Titus stood beside her looking eager and practically bouncing on his little feet. “Can I meet the baby now?”

“Hey, kid. I have a baby and you haven’t been this excited to be around her,” Jen pointed out, sounding way too much like a petulant child.

Titus shot her a look that implied that she obviously didn’t have enough brain cells to tie her own shoes. “She’s a girl,” he said, not unkindly but in a way that left no more room for debate. “Slate is a boy. Like me.”

“You do realize that all he does right now is cry, poop, eat, and repeat, right? Thia at least grins and babbles like an idiot.”

“He’ll grow,” Titus responded, again as though Jen didn’t have a clue.

Jen rolled her eyes and hollered. “Get out here now!” The living room area was empty, which meant the newly reunited family was in Fane and Jacque’s bedroom or in the nursery. Jen probably should have been quiet since Slate might have been sleeping, but she didn’t feel bad.
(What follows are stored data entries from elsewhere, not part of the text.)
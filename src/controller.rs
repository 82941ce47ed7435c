//! Quiz lifecycle controller.
//!
//! A pure state machine over `Idle → Generating → Taking → Results`. It owns the
//! question set and the answer slots for one session and performs no I/O; the
//! generation call itself happens elsewhere and reports back through
//! [`QuizController::complete_generation`].

use serde::{Serialize, Serializer};
use tracing::debug;

use crate::error::{GenerationError, QuizError};
use crate::question::Question;

#[derive(Debug, Clone, Copy, PartialEq, Eq, Default, Serialize)]
#[serde(rename_all = "lowercase")]
pub enum QuizState {
    #[default]
    Idle,
    Generating,
    Taking,
    Results,
}

impl QuizState {
    pub fn as_str(self) -> &'static str {
        match self {
            Self::Idle => "idle",
            Self::Generating => "generating",
            Self::Taking => "taking",
            Self::Results => "results",
        }
    }
}

impl std::fmt::Display for QuizState {
    fn fmt(&self, f: &mut std::fmt::Formatter<'_>) -> std::fmt::Result {
        f.write_str(self.as_str())
    }
}

/// Results colour band.
#[derive(Debug, Clone, Copy, PartialEq, Eq, Serialize)]
#[serde(rename_all = "lowercase")]
pub enum Grade {
    Strong,
    Fair,
    Weak,
}

#[derive(Debug, Clone, Copy, PartialEq, Eq, Serialize)]
pub struct Score {
    pub correct: usize,
    pub total: usize,
}

impl Score {
    /// Whole-number percentage, rounded half up. An empty quiz scores 0.
    pub fn percentage(&self) -> u32 {
        if self.total == 0 {
            return 0;
        }
        ((self.correct as f64 / self.total as f64) * 100.0).round() as u32
    }

    pub fn grade(&self) -> Grade {
        match self.percentage() {
            80.. => Grade::Strong,
            50.. => Grade::Fair,
            _ => Grade::Weak,
        }
    }
}

/// One row of the results view.
#[derive(Debug, Clone, Serialize)]
#[serde(rename_all = "camelCase")]
pub struct QuestionReview<'a> {
    pub question: &'a Question,
    pub selected: Option<usize>,
    pub is_correct: bool,
}

fn answers_as_indices<S: Serializer>(answers: &[Option<usize>], s: S) -> Result<S::Ok, S::Error> {
    s.collect_seq(answers.iter().map(|a| a.map_or(-1, |i| i as i64)))
}

/// Serialisable view of the controller for front ends; unanswered slots are `-1`.
#[derive(Debug, Clone, Serialize)]
#[serde(rename_all = "camelCase")]
pub struct SessionSnapshot {
    pub state: QuizState,
    pub questions: Vec<Question>,
    #[serde(serialize_with = "answers_as_indices")]
    pub user_answers: Vec<Option<usize>>,
    pub error: Option<String>,
}

#[derive(Debug, Clone, Default)]
pub struct QuizController {
    state: QuizState,
    questions: Vec<Question>,
    answers: Vec<Option<usize>>,
    error: Option<String>,
}

impl QuizController {
    pub fn new() -> Self {
        Self::default()
    }

    pub fn state(&self) -> QuizState {
        self.state
    }

    pub fn questions(&self) -> &[Question] {
        &self.questions
    }

    pub fn answers(&self) -> &[Option<usize>] {
        &self.answers
    }

    pub fn error(&self) -> Option<&str> {
        self.error.as_deref()
    }

    fn transition(&mut self, to: QuizState) {
        debug!(from = %self.state, to = %to, "Quiz state transition");
        self.state = to;
    }

    fn expect_state(&self, expected: QuizState, action: &'static str) -> Result<(), QuizError> {
        if self.state != expected {
            return Err(QuizError::InvalidTransition {
                action,
                state: self.state.as_str(),
            });
        }
        Ok(())
    }

    /// `Idle → Generating`. Clears any previous error.
    pub fn begin_generation(&mut self, context: &str) -> Result<(), QuizError> {
        self.expect_state(QuizState::Idle, "start generating")?;
        if context.trim().is_empty() {
            return Err(QuizError::EmptyContext);
        }
        self.error = None;
        self.transition(QuizState::Generating);
        Ok(())
    }

    /// Leave `Generating`: to `Taking` with all slots unanswered when questions arrived,
    /// otherwise back to `Idle` with a message for display.
    pub fn complete_generation(
        &mut self,
        outcome: Result<Vec<Question>, GenerationError>,
    ) -> Result<(), QuizError> {
        self.expect_state(QuizState::Generating, "finish generating")?;
        match outcome {
            Ok(questions) if !questions.is_empty() => {
                self.answers = vec![None; questions.len()];
                self.questions = questions;
                self.transition(QuizState::Taking);
            }
            Ok(_) => self.fail(GenerationError::EmptyQuiz.user_message())?,
            Err(e) => self.fail(e.user_message())?,
        }
        Ok(())
    }

    /// Return to `Idle` from `Generating` with `message`. Also used while `Idle` when
    /// input validation fails before any request is made. A quiz in progress or its
    /// results are never discarded this way.
    pub(crate) fn fail(&mut self, message: impl Into<String>) -> Result<(), QuizError> {
        if !matches!(self.state, QuizState::Idle | QuizState::Generating) {
            return Err(QuizError::InvalidTransition {
                action: "fail generation",
                state: self.state.as_str(),
            });
        }
        let message = message.into();
        debug!(error = %message, "Quiz generation failed");
        self.questions.clear();
        self.answers.clear();
        self.error = Some(message);
        self.transition(QuizState::Idle);
        Ok(())
    }

    /// Record `option` as the answer to question `index`. Other slots are untouched.
    pub fn select_answer(&mut self, index: usize, option: usize) -> Result<(), QuizError> {
        self.expect_state(QuizState::Taking, "answer")?;
        let question = self.questions.get(index).ok_or(QuizError::QuestionOutOfRange {
            index,
            len: self.questions.len(),
        })?;
        if option >= question.options.len() {
            return Err(QuizError::OptionOutOfRange { index, option });
        }
        self.answers[index] = Some(option);
        Ok(())
    }

    pub fn unanswered(&self) -> usize {
        self.answers.iter().filter(|a| a.is_none()).count()
    }

    pub fn all_answered(&self) -> bool {
        self.unanswered() == 0
    }

    /// `Taking → Results`, only once every question has an answer.
    pub fn submit(&mut self) -> Result<Score, QuizError> {
        self.expect_state(QuizState::Taking, "submit")?;
        let unanswered = self.unanswered();
        if unanswered > 0 {
            return Err(QuizError::Incomplete { unanswered });
        }
        self.transition(QuizState::Results);
        Ok(self.score())
    }

    /// Back to `Idle` from anywhere, discarding questions, answers and error.
    pub fn reset(&mut self) {
        self.questions.clear();
        self.answers.clear();
        self.error = None;
        self.transition(QuizState::Idle);
    }

    /// Count of answers matching each question's correct index.
    pub fn score(&self) -> Score {
        let correct = self
            .questions
            .iter()
            .zip(&self.answers)
            .filter(|(q, a)| q.is_correct(**a))
            .count();
        Score {
            correct,
            total: self.questions.len(),
        }
    }

    pub fn review(&self) -> Vec<QuestionReview<'_>> {
        self.questions
            .iter()
            .zip(&self.answers)
            .map(|(question, &selected)| QuestionReview {
                question,
                selected,
                is_correct: question.is_correct(selected),
            })
            .collect()
    }

    pub fn snapshot(&self) -> SessionSnapshot {
        SessionSnapshot {
            state: self.state,
            questions: self.questions.clone(),
            user_answers: self.answers.clone(),
            error: self.error.clone(),
        }
    }
}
She felt like they deserved a screaming baby for leaving her in the dark overnight.

“You don’t have to scream like a banshee,” Jacque said as she came strolling out of their bedroom.

You have got to be kidding me, Jen growled to herself. “At least have the decency to look like you were asking death to have a picnic with you,” she huffed. “I mean, here you’ve been back with the living for hours, and you didn’t bother to come tell me or, crap, even just have someone else find me?”